On 1st July 1916, the first day of the Battle of the Somme at La Boisselle, near Albert, France, the British Royal Engineers dug a mine and detonated 27 tons of high explosive to tunnel towards and under the German trenches and explode mines under them. A massive crater opened up. The British soldiers of the 34th Division marched in a straight line towards the German trenches and more than 6,000 were killed. The land was purchased in 1978 by an Englishman, Richard Dunning, after he read Poet Laureate John Masefield’s book about the Somme Battlefield, “The Old Front Line.” Dunning erected a memorial cross on the rim of the crater in 1986, using reclaimed timber from a Tyneside church. The site attracts about 200,000 visitors a year and there is an annual memorial service on 1 July to commemorate the detonation of the mine and the British, French and German war dead, when poppy petals are scattered into the crater.
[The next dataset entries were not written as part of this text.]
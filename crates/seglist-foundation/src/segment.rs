//! Segment value types.
//!
//! A segment is one named, contiguous run of items in the flat list
//! (e.g. one sticker pack, or the synthetic "recent" group). The engine
//! only manipulates identifiers, sizes, and flat positions; what a
//! segment renders as is the collaborator's concern.

use std::ops::Range;

/// Reserved id for synthetic segments (recents, favorites, group sets)
/// that have no server-side identity.
pub const SYNTHETIC_SEGMENT_ID: i64 = 0;

/// Mutually exclusive segment classification.
///
/// Pinned kinds (`System`, `Recent`, `Favorite`) sit ahead of every
/// `Regular`/`Trending` segment in a fixed relative order and are never
/// part of server-order reconciliation.
#[derive(Clone, Copy, Debug, PartialEq, Eq, Hash)]
pub enum SegmentKind {
    System,
    Recent,
    Favorite,
    Trending,
    Regular,
}

impl SegmentKind {
    /// Pinned kinds are maintained by direct content pushes, not by the
    /// authoritative id order.
    pub fn is_pinned(self) -> bool {
        matches!(
            self,
            SegmentKind::System | SegmentKind::Recent | SegmentKind::Favorite
        )
    }

    /// Fixed relative order of the pinned block: System < Recent < Favorite.
    pub(crate) fn pinned_rank(self) -> Option<usize> {
        match self {
            SegmentKind::System => Some(0),
            SegmentKind::Recent => Some(1),
            SegmentKind::Favorite => Some(2),
            SegmentKind::Trending | SegmentKind::Regular => None,
        }
    }
}

/// One named, contiguous run of items in the flat list.
///
/// `size` counts content items only; the header/anchor item, when present,
/// adds one flat slot on top of it. `start_index` is derived state owned
/// by [`SegmentTable`](crate::SegmentTable) and kept contiguous across
/// mutations.
#[derive(Clone, Debug, PartialEq, Eq)]
pub struct Segment {
    /// Stable identity across reconciliations. [`SYNTHETIC_SEGMENT_ID`]
    /// for segments without a server id.
    pub id: i64,
    /// Classification; decides pinning and reconciliation eligibility.
    pub kind: SegmentKind,
    size: u32,
    start_index: u32,
    headless: bool,
}

impl Segment {
    /// Creates a headered segment. `start_index` is assigned by the table
    /// on insertion.
    pub fn new(id: i64, kind: SegmentKind, size: u32) -> Self {
        Self {
            id,
            kind,
            size,
            start_index: 0,
            headless: false,
        }
    }

    /// Creates a segment that renders no header row and therefore
    /// contributes exactly `size` flat slots.
    pub fn headless(id: i64, kind: SegmentKind, size: u32) -> Self {
        Self {
            headless: true,
            ..Self::new(id, kind, size)
        }
    }

    /// Number of content items, excluding the header.
    pub fn size(&self) -> u32 {
        self.size
    }

    /// Flat index of the segment's header/anchor item (first item for
    /// headless segments).
    pub fn start_index(&self) -> u32 {
        self.start_index
    }

    /// Whether this segment contributes a header slot.
    pub fn has_header(&self) -> bool {
        !self.headless
    }

    /// Flat slots this segment occupies: `size + 1` for headered
    /// segments, `size` for headless ones.
    pub fn item_count(&self) -> u32 {
        if self.headless {
            self.size
        } else {
            self.size + 1
        }
    }

    /// The half-open flat range `[start_index, start_index + item_count())`.
    pub fn flat_range(&self) -> Range<u32> {
        self.start_index..self.start_index + self.item_count()
    }

    /// Whether the flat position falls inside this segment.
    pub fn contains(&self, flat_position: u32) -> bool {
        self.flat_range().contains(&flat_position)
    }

    pub(crate) fn set_size(&mut self, size: u32) {
        self.size = size;
    }

    pub(crate) fn set_start_index(&mut self, start_index: u32) {
        self.start_index = start_index;
    }
}

/// Resolved content of a segment, as produced by a
/// [`ContentSource`](crate::ContentSource) fetch or a full reload.
#[derive(Clone, Debug, PartialEq, Eq)]
pub struct SegmentContent {
    pub id: i64,
    pub kind: SegmentKind,
    pub size: u32,
}

impl SegmentContent {
    /// A regular pack's content.
    pub fn regular(id: i64, size: u32) -> Self {
        Self {
            id,
            kind: SegmentKind::Regular,
            size,
        }
    }

    /// A trending pack's content.
    pub fn trending(id: i64, size: u32) -> Self {
        Self {
            id,
            kind: SegmentKind::Trending,
            size,
        }
    }
}
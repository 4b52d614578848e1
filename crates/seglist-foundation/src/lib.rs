//! Grouped-list reconciliation engine for segmented, virtualized lists.
//!
//! Keeps a flat item list composed of variable-length named segments
//! (packs, "recent", "favorite", "trending" groups) synchronized with a
//! server-supplied authoritative ordering of segment ids, patching
//! incrementally instead of rebuilding whenever the diff allows it.
//!
//! # Architecture
//!
//! - [`SegmentTable`] - ordered segments with derived contiguous flat
//!   offsets; every mutation yields a [`RangeOp`] for the rendering layer
//! - [`PositionLocator`] - flat position → segment, via a "last touched"
//!   hint cache and directional walk
//! - [`reconcile`] - authoritative-order diff as removals + moves +
//!   trailing appends, with a [`ReconcileOutcome::FullReload`] escape
//!   hatch for anything else
//! - [`SegmentListState`] - public handle: single-flight sequential
//!   fetching of unknown segments, FIFO queueing of overlapping
//!   reconciliation requests, pinned-segment maintenance
//! - [`ScrollAnchorTracker`] - pixel offset to a segment's start, for
//!   viewport anchoring across mutations
//!
//! The engine is single-threaded and cooperative; collaborators marshal
//! fetch completions back onto its thread (see [`ContentSource`]).

mod anchor;
mod locator;
mod reconcile;
mod segment;
mod source;
mod state;
mod table;

pub use anchor::*;
pub use locator::*;
pub use reconcile::*;
pub use segment::*;
pub use source::*;
pub use state::*;
pub use table::*;
//! Ordered segment table with derived flat offsets.
//!
//! [`SegmentTable`] owns the segment sequence and keeps every segment's
//! `start_index` contiguous across mutations. Each mutation returns the
//! equivalent flat-list [`RangeOp`]; forwarding those ops to the rendering
//! layer is the only way the engine communicates list changes; the table
//! never touches rendering state.

use crate::segment::Segment;

/// Flat-list mutation descriptor, expressed in flat positions and slot
/// counts. The external item list applies these verbatim to its own
/// backing store.
#[derive(Clone, Debug, PartialEq, Eq)]
pub enum RangeOp {
    Insert {
        start: u32,
        len: u32,
    },
    Remove {
        start: u32,
        len: u32,
    },
    /// `from`/`to` are the segment's flat start before and after the move.
    Move {
        from: u32,
        to: u32,
        len: u32,
    },
    /// `old_len`/`new_len` are flat slot counts (header included).
    Resize {
        segment_id: i64,
        old_len: u32,
        new_len: u32,
    },
}

/// Ordered sequence of segments with contiguous derived offsets.
///
/// Invariants:
/// - pinned segments precede all Regular/Trending segments,
/// - `segments[i+1].start_index == segments[i].start_index + segments[i].item_count()`,
/// - ids are unique within the non-pinned span.
#[derive(Clone, Debug, Default)]
pub struct SegmentTable {
    segments: Vec<Segment>,
}

impl SegmentTable {
    pub fn new() -> Self {
        Self::default()
    }

    /// Number of segments.
    pub fn len(&self) -> usize {
        self.segments.len()
    }

    pub fn is_empty(&self) -> bool {
        self.segments.is_empty()
    }

    pub fn get(&self, segment_index: usize) -> Option<&Segment> {
        self.segments.get(segment_index)
    }

    pub fn segments(&self) -> &[Segment] {
        &self.segments
    }

    /// Total flat slots across all segments.
    pub fn flat_len(&self) -> u32 {
        self.segments
            .last()
            .map(|seg| seg.start_index() + seg.item_count())
            .unwrap_or(0)
    }

    /// Number of leading pinned segments; the non-pinned span starts here.
    pub fn pinned_len(&self) -> usize {
        self.segments
            .iter()
            .take_while(|seg| seg.kind.is_pinned())
            .count()
    }

    /// Index of the first non-pinned segment with the given id.
    pub fn index_of_id(&self, id: i64) -> Option<usize> {
        let pinned = self.pinned_len();
        (pinned..self.segments.len()).find(|&i| self.segments[i].id == id)
    }

    /// Inserts a segment at a segment index (not a flat position) and
    /// reindexes it plus every following segment.
    pub fn insert(&mut self, at_segment_index: usize, segment: Segment) -> RangeOp {
        assert!(
            at_segment_index <= self.segments.len(),
            "insert index {} out of bounds for {} segments",
            at_segment_index,
            self.segments.len()
        );
        let len = segment.item_count();
        self.segments.insert(at_segment_index, segment);
        self.reindex(at_segment_index, self.segments.len() - 1);
        let start = self.segments[at_segment_index].start_index();
        self.check_offsets();
        RangeOp::Insert { start, len }
    }

    /// Removes and returns the segment, reindexing everything after it.
    pub fn remove(&mut self, segment_index: usize) -> (Segment, RangeOp) {
        let segment = self.segments.remove(segment_index);
        if segment_index < self.segments.len() {
            self.reindex(segment_index, self.segments.len() - 1);
        }
        self.check_offsets();
        let op = RangeOp::Remove {
            start: segment.start_index(),
            len: segment.item_count(),
        };
        (segment, op)
    }

    /// Relocates a segment to a new segment index (interpreted against the
    /// table after the removal). Only the span between the two locations
    /// changes offsets.
    pub fn move_segment(&mut self, from: usize, to: usize) -> RangeOp {
        assert!(from < self.segments.len() && to < self.segments.len());
        let from_flat = self.segments[from].start_index();
        let len = self.segments[from].item_count();
        let segment = self.segments.remove(from);
        self.segments.insert(to, segment);
        self.reindex(from.min(to), from.max(to));
        let to_flat = self.segments[to].start_index();
        self.check_offsets();
        RangeOp::Move {
            from: from_flat,
            to: to_flat,
            len,
        }
    }

    /// Updates a segment's size in place, reindexing everything after it.
    pub fn resize(&mut self, segment_index: usize, new_size: u32) -> RangeOp {
        let old_len = self.segments[segment_index].item_count();
        let segment_id = self.segments[segment_index].id;
        self.segments[segment_index].set_size(new_size);
        let new_len = self.segments[segment_index].item_count();
        if segment_index + 1 < self.segments.len() {
            self.reindex(segment_index + 1, self.segments.len() - 1);
        }
        self.check_offsets();
        RangeOp::Resize {
            segment_id,
            old_len,
            new_len,
        }
    }

    /// Recomputes `start_index` for the inclusive span, walking forward
    /// once from the predecessor of `from`.
    fn reindex(&mut self, from: usize, to_inclusive: usize) {
        let mut next = if from == 0 {
            0
        } else {
            let prev = &self.segments[from - 1];
            prev.start_index() + prev.item_count()
        };
        for segment in &mut self.segments[from..=to_inclusive] {
            segment.set_start_index(next);
            next += segment.item_count();
        }
    }

    /// Compares the incrementally maintained offsets against a full
    /// recomputation. Drift is a programming error: hard failure in debug
    /// builds, logged and corrected in release builds.
    fn check_offsets(&mut self) {
        let mut expected = 0u32;
        let mut drift = None;
        for (i, segment) in self.segments.iter().enumerate() {
            if segment.start_index() != expected {
                drift = Some((i, segment.start_index(), expected));
                break;
            }
            expected += segment.item_count();
        }
        let Some((index, actual, expected)) = drift else {
            return;
        };
        if cfg!(debug_assertions) {
            panic!(
                "segment offset drift at index {index}: start_index {actual}, recomputed {expected}"
            );
        }
        log::error!(
            "segment offset drift at index {index} (start_index {actual}, recomputed {expected}); forcing full reindex"
        );
        if !self.segments.is_empty() {
            self.reindex(0, self.segments.len() - 1);
        }
    }
}
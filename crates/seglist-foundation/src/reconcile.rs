//! Server-order reconciliation.
//!
//! Diffs the table's current non-pinned id order against a new
//! authoritative order and applies it as removals + moves, with genuinely
//! new ids tolerated only as a trailing append. Anything else (a new id
//! in the middle, duplicate ids) downgrades the whole reconciliation to a
//! full reload instead of attempting a general edit-distance diff: real
//! updates are almost always an install/uninstall at an edge, and the
//! reload path already exists for the rare reorder the server does send.

use rustc_hash::FxHashSet;
use smallvec::SmallVec;

use crate::table::{RangeOp, SegmentTable};

/// Result of one reconciliation pass.
#[derive(Clone, Debug, PartialEq, Eq)]
pub enum ReconcileOutcome {
    /// The order was applied as removals and moves. `new_ids` lists the
    /// accepted-but-unknown ids, in their final relative order, whose
    /// content still has to be fetched and appended.
    Patched { new_ids: Vec<i64> },
    /// The diff is not expressible as remove + move + append. Removals
    /// have already been applied (they cannot conflict with insertion
    /// ordering); the caller must re-derive the whole list from the
    /// source of truth.
    FullReload,
}

/// Reconciles the non-pinned span of `table` against `new_order`,
/// emitting one [`RangeOp`] per applied mutation.
///
/// `new_order` lists Regular/Trending ids only; pinned segments are
/// maintained separately and are never part of this id stream.
pub fn reconcile(
    table: &mut SegmentTable,
    new_order: &[i64],
    mut emit: impl FnMut(RangeOp),
) -> ReconcileOutcome {
    let pinned = table.pinned_len();

    let mut current_by_id: FxHashSet<i64> = table.segments()[pinned..]
        .iter()
        .map(|seg| seg.id)
        .collect();

    let mut seen: FxHashSet<i64> = FxHashSet::default();
    let mut retained: SmallVec<[i64; 8]> = SmallVec::new();
    let mut new_ids: SmallVec<[i64; 8]> = SmallVec::new();
    let mut full_reload = false;
    let mut seen_new = false;

    for &id in new_order {
        if !seen.insert(id) {
            // Malformed input; treated as an inexpressible diff, never a
            // crash.
            log::debug!("duplicate id {id} in authoritative order");
            full_reload = true;
            continue;
        }
        if current_by_id.remove(&id) {
            if seen_new {
                // A known id after a new one: the new id's insertion point
                // is not a trailing append.
                full_reload = true;
            }
            retained.push(id);
        } else {
            seen_new = true;
            new_ids.push(id);
        }
    }

    // Ids absent from the new order are removals. These always apply,
    // full-reload decision or not.
    let mut index = pinned;
    while index < table.len() {
        let id = table.segments()[index].id;
        if current_by_id.contains(&id) {
            let (_, op) = table.remove(index);
            emit(op);
        } else {
            index += 1;
        }
    }

    if full_reload {
        log::debug!("authoritative order needs a full reload ({} ids)", new_order.len());
        return ReconcileOutcome::FullReload;
    }

    // Realize the retained order one move at a time. Targets are computed
    // against the already-reduced table; after step `target`, positions
    // 0..=target are final.
    for (target, &id) in retained.iter().enumerate() {
        let Some(current) = table.index_of_id(id) else {
            debug_assert!(false, "retained id {id} vanished from the table");
            continue;
        };
        let destination = pinned + target;
        if current != destination {
            emit(table.move_segment(current, destination));
        }
    }

    ReconcileOutcome::Patched {
        new_ids: new_ids.into_vec(),
    }
}

#[cfg(test)]
mod tests {
    use super::*;
    use crate::segment::{Segment, SegmentKind, SYNTHETIC_SEGMENT_ID};

    fn table_with(ids: &[i64]) -> SegmentTable {
        let mut table = SegmentTable::new();
        table.insert(
            0,
            Segment::new(SYNTHETIC_SEGMENT_ID, SegmentKind::Recent, 2),
        );
        for (i, &id) in ids.iter().enumerate() {
            table.insert(i + 1, Segment::new(id, SegmentKind::Regular, 3));
        }
        table
    }

    fn regular_ids(table: &SegmentTable) -> Vec<i64> {
        table.segments()[table.pinned_len()..]
            .iter()
            .map(|seg| seg.id)
            .collect()
    }

    #[test]
    fn test_pure_removal() {
        let mut table = table_with(&[1, 2, 3]);
        let mut ops = Vec::new();
        let outcome = reconcile(&mut table, &[1, 3], |op| ops.push(op));
        assert_eq!(outcome, ReconcileOutcome::Patched { new_ids: vec![] });
        assert_eq!(regular_ids(&table), vec![1, 3]);
        assert_eq!(ops.len(), 1);
        assert!(matches!(ops[0], RangeOp::Remove { .. }));
    }

    #[test]
    fn test_pure_append() {
        let mut table = table_with(&[1, 2]);
        let mut ops = Vec::new();
        let outcome = reconcile(&mut table, &[1, 2, 3], |op| ops.push(op));
        assert_eq!(outcome, ReconcileOutcome::Patched { new_ids: vec![3] });
        assert_eq!(regular_ids(&table), vec![1, 2]);
        assert!(ops.is_empty());
    }

    #[test]
    fn test_reorder_only() {
        let mut table = table_with(&[1, 2, 3]);
        let mut ops = Vec::new();
        let outcome = reconcile(&mut table, &[3, 1, 2], |op| ops.push(op));
        assert_eq!(outcome, ReconcileOutcome::Patched { new_ids: vec![] });
        assert_eq!(regular_ids(&table), vec![3, 1, 2]);
        assert!(ops.iter().all(|op| matches!(op, RangeOp::Move { .. })));
        assert_eq!(ops.len(), 1);
    }

    #[test]
    fn test_ambiguous_insertion_downgrades_to_full_reload() {
        let mut table = table_with(&[1, 2]);
        let outcome = reconcile(&mut table, &[1, 9, 2], |_| {});
        assert_eq!(outcome, ReconcileOutcome::FullReload);
        // Neither retained id was removed.
        assert_eq!(regular_ids(&table), vec![1, 2]);
    }

    #[test]
    fn test_removals_still_apply_under_full_reload() {
        let mut table = table_with(&[1, 2, 3]);
        let mut ops = Vec::new();
        let outcome = reconcile(&mut table, &[1, 9, 2], |op| ops.push(op));
        assert_eq!(outcome, ReconcileOutcome::FullReload);
        assert_eq!(regular_ids(&table), vec![1, 2]);
        assert_eq!(ops.len(), 1);
        assert!(matches!(ops[0], RangeOp::Remove { .. }));
    }

    #[test]
    fn test_duplicate_ids_downgrade_to_full_reload() {
        let mut table = table_with(&[1, 2]);
        let outcome = reconcile(&mut table, &[1, 2, 1], |_| {});
        assert_eq!(outcome, ReconcileOutcome::FullReload);
    }

    #[test]
    fn test_trailing_new_ids_after_moves() {
        let mut table = table_with(&[1, 2, 3]);
        let mut ops = Vec::new();
        let outcome = reconcile(&mut table, &[3, 1, 9, 10], |op| ops.push(op));
        assert_eq!(
            outcome,
            ReconcileOutcome::Patched {
                new_ids: vec![9, 10]
            }
        );
        // 2 removed, 3 moved ahead of 1, new ids left for fetching.
        assert_eq!(regular_ids(&table), vec![3, 1]);
    }

    #[test]
    fn test_pinned_segments_are_untouched() {
        let mut table = table_with(&[1, 2]);
        reconcile(&mut table, &[2], |_| {});
        assert_eq!(table.pinned_len(), 1);
        assert_eq!(table.segments()[0].kind, SegmentKind::Recent);
    }

    #[test]
    fn test_empty_order_removes_everything_non_pinned() {
        let mut table = table_with(&[1, 2]);
        let outcome = reconcile(&mut table, &[], |_| {});
        assert_eq!(outcome, ReconcileOutcome::Patched { new_ids: vec![] });
        assert!(regular_ids(&table).is_empty());
        assert_eq!(table.pinned_len(), 1);
    }
}
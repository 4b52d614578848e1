//! Range-op capture and height oracles.

use std::cell::RefCell;
use std::rc::Rc;

use seglist_foundation::{HeightOracle, RangeOp, SegmentListState};

/// Captures every [`RangeOp`] the engine emits, in order.
#[derive(Clone, Default)]
pub struct RangeOpRecorder {
    ops: Rc<RefCell<Vec<RangeOp>>>,
}

impl RangeOpRecorder {
    pub fn new() -> Self {
        Self::default()
    }

    /// Registers this recorder on the state; returns the listener id.
    pub fn attach(&self, state: &SegmentListState) -> u64 {
        let ops = Rc::clone(&self.ops);
        state.add_range_op_listener(Rc::new(move |op| ops.borrow_mut().push(op.clone())))
    }

    /// Ops recorded so far.
    pub fn ops(&self) -> Vec<RangeOp> {
        self.ops.borrow().clone()
    }

    /// Drains and returns the recorded ops.
    pub fn take(&self) -> Vec<RangeOp> {
        std::mem::take(&mut *self.ops.borrow_mut())
    }
}

/// Every item is the same height.
pub struct FixedHeightOracle {
    pub height: u32,
}

impl HeightOracle for FixedHeightOracle {
    fn height_of(&self, _flat_position: u32) -> u32 {
        self.height
    }
}

/// Per-position heights; positions past the table yield 0.
pub struct HeightsByPosition(pub Vec<u32>);

impl HeightOracle for HeightsByPosition {
    fn height_of(&self, flat_position: u32) -> u32 {
        self.0.get(flat_position as usize).copied().unwrap_or(0)
    }
}
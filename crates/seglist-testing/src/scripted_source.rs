//! Manually-resolved content source.

use std::cell::RefCell;
use std::collections::VecDeque;

use seglist_foundation::{ContentSource, FetchCallback, FetchError, SegmentContent};

/// A [`ContentSource`] that parks every fetch until the test resolves or
/// fails it explicitly. Lets tests interleave submissions with fetch
/// completions in any order and assert on the single-flight discipline.
#[derive(Default)]
pub struct ScriptedContentSource {
    pending: RefCell<VecDeque<(i64, FetchCallback)>>,
    fetch_log: RefCell<Vec<i64>>,
}

impl ScriptedContentSource {
    pub fn new() -> Self {
        Self::default()
    }

    /// Number of fetches currently parked. The coordinator never lets
    /// this exceed 1.
    pub fn outstanding(&self) -> usize {
        self.pending.borrow().len()
    }

    /// Id of the oldest parked fetch.
    pub fn next_pending_id(&self) -> Option<i64> {
        self.pending.borrow().front().map(|(id, _)| *id)
    }

    /// Every id ever requested, in request order.
    pub fn fetch_log(&self) -> Vec<i64> {
        self.fetch_log.borrow().clone()
    }

    /// Completes the oldest parked fetch with `content`.
    pub fn resolve_next(&self, content: SegmentContent) {
        let (id, callback) = self
            .pending
            .borrow_mut()
            .pop_front()
            .expect("no fetch outstanding");
        assert_eq!(id, content.id, "resolving the wrong fetch");
        // Borrow released: the completion may re-enter fetch_segment.
        callback(Ok(content));
    }

    /// Fails the oldest parked fetch.
    pub fn fail_next(&self, error: FetchError) {
        let (_, callback) = self
            .pending
            .borrow_mut()
            .pop_front()
            .expect("no fetch outstanding");
        callback(Err(error));
    }
}

impl ContentSource for ScriptedContentSource {
    fn fetch_segment(&self, id: i64, on_complete: FetchCallback) {
        self.fetch_log.borrow_mut().push(id);
        self.pending.borrow_mut().push_back((id, on_complete));
    }
}
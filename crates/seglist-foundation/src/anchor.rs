//! Scroll anchor offsets.
//!
//! Computes the pixel distance from the top of the list to the start of a
//! segment, so the caller can keep the same segment under the viewport
//! across insert/remove/move operations. Stateless given the table and
//! the height oracle; recomputed on demand and never cached, since anchor
//! queries are rare relative to mutations.

use crate::source::HeightOracle;
use crate::table::SegmentTable;

/// On-demand anchor offset calculator over a [`SegmentTable`].
pub struct ScrollAnchorTracker<'a> {
    table: &'a SegmentTable,
    heights: &'a dyn HeightOracle,
}

impl<'a> ScrollAnchorTracker<'a> {
    pub fn new(table: &'a SegmentTable, heights: &'a dyn HeightOracle) -> Self {
        Self { table, heights }
    }

    /// Sum of item heights for every flat position before the segment's
    /// start. An index one past the last segment yields the full list
    /// height; anything further is clamped to it.
    pub fn offset_for(&self, segment_index: usize) -> u32 {
        let end = self
            .table
            .get(segment_index)
            .map(|seg| seg.start_index())
            .unwrap_or_else(|| self.table.flat_len());
        (0..end).map(|pos| self.heights.height_of(pos)).sum()
    }
}

#[cfg(test)]
mod tests {
    use super::*;
    use crate::segment::{Segment, SegmentKind};

    struct Fixed(u32);

    impl HeightOracle for Fixed {
        fn height_of(&self, _flat_position: u32) -> u32 {
            self.0
        }
    }

    struct PerPosition(Vec<u32>);

    impl HeightOracle for PerPosition {
        fn height_of(&self, flat_position: u32) -> u32 {
            self.0[flat_position as usize]
        }
    }

    fn table() -> SegmentTable {
        let mut table = SegmentTable::new();
        table.insert(0, Segment::new(1, SegmentKind::Regular, 2)); // slots 0..3
        table.insert(1, Segment::new(2, SegmentKind::Regular, 1)); // slots 3..5
        table
    }

    #[test]
    fn test_offset_scales_with_start_index() {
        let table = table();
        let heights = Fixed(10);
        let tracker = ScrollAnchorTracker::new(&table, &heights);
        assert_eq!(tracker.offset_for(0), 0);
        assert_eq!(tracker.offset_for(1), 30);
        assert_eq!(tracker.offset_for(2), 50); // past the end: full height
    }

    #[test]
    fn test_offset_uses_per_item_heights() {
        let table = table();
        let heights = PerPosition(vec![40, 8, 8, 40, 8]);
        let tracker = ScrollAnchorTracker::new(&table, &heights);
        assert_eq!(tracker.offset_for(1), 56);
    }
}
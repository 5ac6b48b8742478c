use std::{io, string::FromUtf8Error};

use thiserror::Error;

/// Which side of the boundary rejected the input.
#[cfg_attr(any(test, feature = "serde"), derive(serde::Serialize, serde::Deserialize))]
#[derive(Debug, Clone, Copy, PartialEq, Eq, Hash)]
pub enum ErrorKind {
    /// The input is not well-formed JSON; reported by the lexer.
    Json,
    /// The input is valid JSON but does not match the target type.
    Parse,
}

/// A parse failure, with the location at which it was detected when the
/// token stream tracks paths.
#[cfg_attr(any(test, feature = "serde"), derive(serde::Serialize, serde::Deserialize))]
#[derive(Error, Debug, Clone, PartialEq, Eq)]
#[error("{message}{}", at_path(.path))]
pub struct Error {
    kind: ErrorKind,
    message: String,
    path: Option<String>,
}

fn at_path(path: &Option<String>) -> String {
    path.as_ref().map(|path| format!(" at {path}")).unwrap_or_default()
}

/// Result of parsing a value of type `T`.
pub type ParseResult<T> = Result<T, Error>;

impl Error {
    /// A malformed-JSON error.
    pub fn json(message: impl Into<String>, path: Option<String>) -> Self {
        Self {
            kind: ErrorKind::Json,
            message: message.into(),
            path,
        }
    }

    /// A domain error: well-formed JSON of the wrong shape or value.
    pub fn parse(message: impl Into<String>, path: Option<String>) -> Self {
        Self {
            kind: ErrorKind::Parse,
            message: message.into(),
            path,
        }
    }

    /// Replaces the recorded location.
    #[must_use]
    pub fn at(mut self, path: Option<String>) -> Self {
        self.path = path;
        self
    }

    #[must_use]
    pub fn kind(&self) -> ErrorKind {
        self.kind
    }

    #[must_use]
    pub fn is_json_error(&self) -> bool {
        self.kind == ErrorKind::Json
    }

    #[must_use]
    pub fn is_parse_error(&self) -> bool {
        self.kind == ErrorKind::Parse
    }

    #[must_use]
    pub fn message(&self) -> &str {
        &self.message
    }

    #[must_use]
    pub fn path(&self) -> Option<&str> {
        self.path.as_deref()
    }
}

/// Failure reported by a [`Lexer`](crate::Lexer).
#[derive(Error, Debug, Clone, PartialEq, Eq)]
pub enum LexError {
    /// The input is malformed.
    #[error("{0}")]
    Syntax(String),
    /// The lexer reached a state that only a bug can produce.
    #[error("Unexpected error: {0}, possibly a bug")]
    Internal(String),
}

/// Failure while dumping a value.
#[derive(Error, Debug)]
pub enum WriteError {
    #[error("io error: {0}")]
    Io(#[from] io::Error),
    /// NaN and infinities have no JSON representation.
    #[error("invalid number: {0}")]
    InvalidNumber(String),
    #[error("output is not valid UTF-8: {0}")]
    Utf8(#[from] FromUtf8Error),
}

/// Result of dumping a value.
pub type DumpResult = Result<(), WriteError>;

#[cfg(test)]
mod test {
    use super::*;

    #[test]
    fn renders_path_when_present() {
        let error = Error::parse("Unexpected key: c", Some("root.c".into()));
        assert_eq!(error.to_string(), "Unexpected key: c at root.c");
        assert!(error.is_parse_error());
        assert!(!error.is_json_error());
        assert_eq!(error.path(), Some("root.c"));
    }

    #[test]
    fn renders_message_without_path() {
        let error = Error::json("Missing a closing quotation mark", None);
        assert_eq!(error.to_string(), "Missing a closing quotation mark");
        assert_eq!(error.kind(), ErrorKind::Json);
        assert_eq!(error.at(Some("root".into())).path(), Some("root"));
    }

    #[test]
    fn internal_lex_errors_are_flagged() {
        let error = LexError::Internal("no token".into());
        assert_eq!(error.to_string(), "Unexpected error: no token, possibly a bug");
    }

    #[test]
    fn serializes_with_serde() {
        let error = Error::parse("Integer value not in range", Some("root[0]".into()));
        let value = serde_json::to_value(&error).unwrap();
        assert_eq!(
            value,
            serde_json::json!({
                "kind": "Parse",
                "message": "Integer value not in range",
                "path": "root[0]",
            })
        );
    }
}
Dunning explains:

“I believe that that war especially was a stain on mankind and in some small way, Lochnagar, whilst remaining a vast, open wound on the battlefield, symbolises the eternal pain, loss and sorrow of millions of grieving people throughout Europe. A lost generation of good, gifted and innovative young men whose loss we still feel today.  I urge you to come and stand at Lochnagar and, in doing so, commemorate those who fell there. But to do so, not simply by remembering them, but by seeking to make the world that they were so cruelly denied a much more peaceful, forgiving and loving place. In their memory and in their honour.”